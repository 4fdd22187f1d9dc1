use chrono::{Local, NaiveDate};

use crate::milestone::{Milestone, MilestoneStatus};

/// Sorted milestones plus how much of the timeline lies in the past.
#[derive(Clone, Debug, PartialEq)]
pub struct TimelineProgress {
    milestones: Vec<Milestone>,
    reached: usize,
    percent: f64,
}

/// Milestone counts by declared status.
#[derive(Clone, Copy, Debug, Default, PartialEq, Eq)]
pub struct StatusCounts {
    pub completed: usize,
    pub planned: usize,
}

/// Sort `milestones` by date and compute the fill percentage as of `today`.
///
/// - Sorting is stable: milestones sharing a date keep their input order.
/// - Only the leading run of milestones dated on or before `today` counts.
///   The walk stops at the first future date, so a past-dated entry after
///   it is not counted. `status` plays no part.
/// - An empty collection is 0% filled.
pub fn compute_progress(milestones: &[Milestone], today: NaiveDate) -> TimelineProgress {
    let mut sorted = milestones.to_vec();
    sorted.sort_by_key(|m| m.date);

    let reached = sorted.iter().take_while(|m| m.date <= today).count();
    let percent = if sorted.is_empty() {
        0.0
    } else {
        (reached as f64 / sorted.len() as f64 * 100.0).min(100.0)
    };

    TimelineProgress {
        milestones: sorted,
        reached,
        percent,
    }
}

/// [`compute_progress`] against the local wall-clock date.
pub fn compute_progress_now(milestones: &[Milestone]) -> TimelineProgress {
    compute_progress(milestones, Local::now().date_naive())
}

impl TimelineProgress {
    /// Milestones in ascending date order.
    pub fn milestones(&self) -> &[Milestone] {
        &self.milestones
    }

    pub fn into_milestones(self) -> Vec<Milestone> {
        self.milestones
    }

    /// Length of the leading run of past milestones.
    pub fn reached(&self) -> usize {
        self.reached
    }

    pub fn total(&self) -> usize {
        self.milestones.len()
    }

    /// Fill value in `[0, 100]`.
    pub fn percent(&self) -> f64 {
        self.percent
    }

    /// Whether the milestone at `index` (in sorted order) is within the filled part.
    pub fn is_reached(&self, index: usize) -> bool {
        index < self.reached
    }

    /// First milestone past the filled part, if any.
    pub fn next_upcoming(&self) -> Option<&Milestone> {
        self.milestones.get(self.reached)
    }

    pub fn status_counts(&self) -> StatusCounts {
        self.milestones
            .iter()
            .fold(StatusCounts::default(), |mut acc, m| {
                match m.status {
                    MilestoneStatus::Completed => acc.completed += 1,
                    MilestoneStatus::Planned => acc.planned += 1,
                }
                acc
            })
    }
}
* * *
The lines needed are the ones from the first line of the entries through the line that contains "their input order.", given again without any change.

__RESPONSE TO THIS EXERCISE__:
repository 4fdd22187f1d9dc1
use chrono::{Local, NaiveDate};

use crate::milestone::{Milestone, MilestoneStatus};

/// Sorted milestones plus how much of the timeline lies in the past.
#[derive(Clone, Debug, PartialEq)]
pub struct TimelineProgress {
    milestones: Vec<Milestone>,
    reached: usize,
    percent: f64,
}

/// Milestone counts by declared status.
#[derive(Clone, Copy, Debug, Default, PartialEq, Eq)]
pub struct StatusCounts {
    pub completed: usize,
    pub planned: usize,
}

/// Sort `milestones` by date and compute the fill percentage as of `today`.
///
/// - Sorting is stable: milestones sharing a date keep their input order.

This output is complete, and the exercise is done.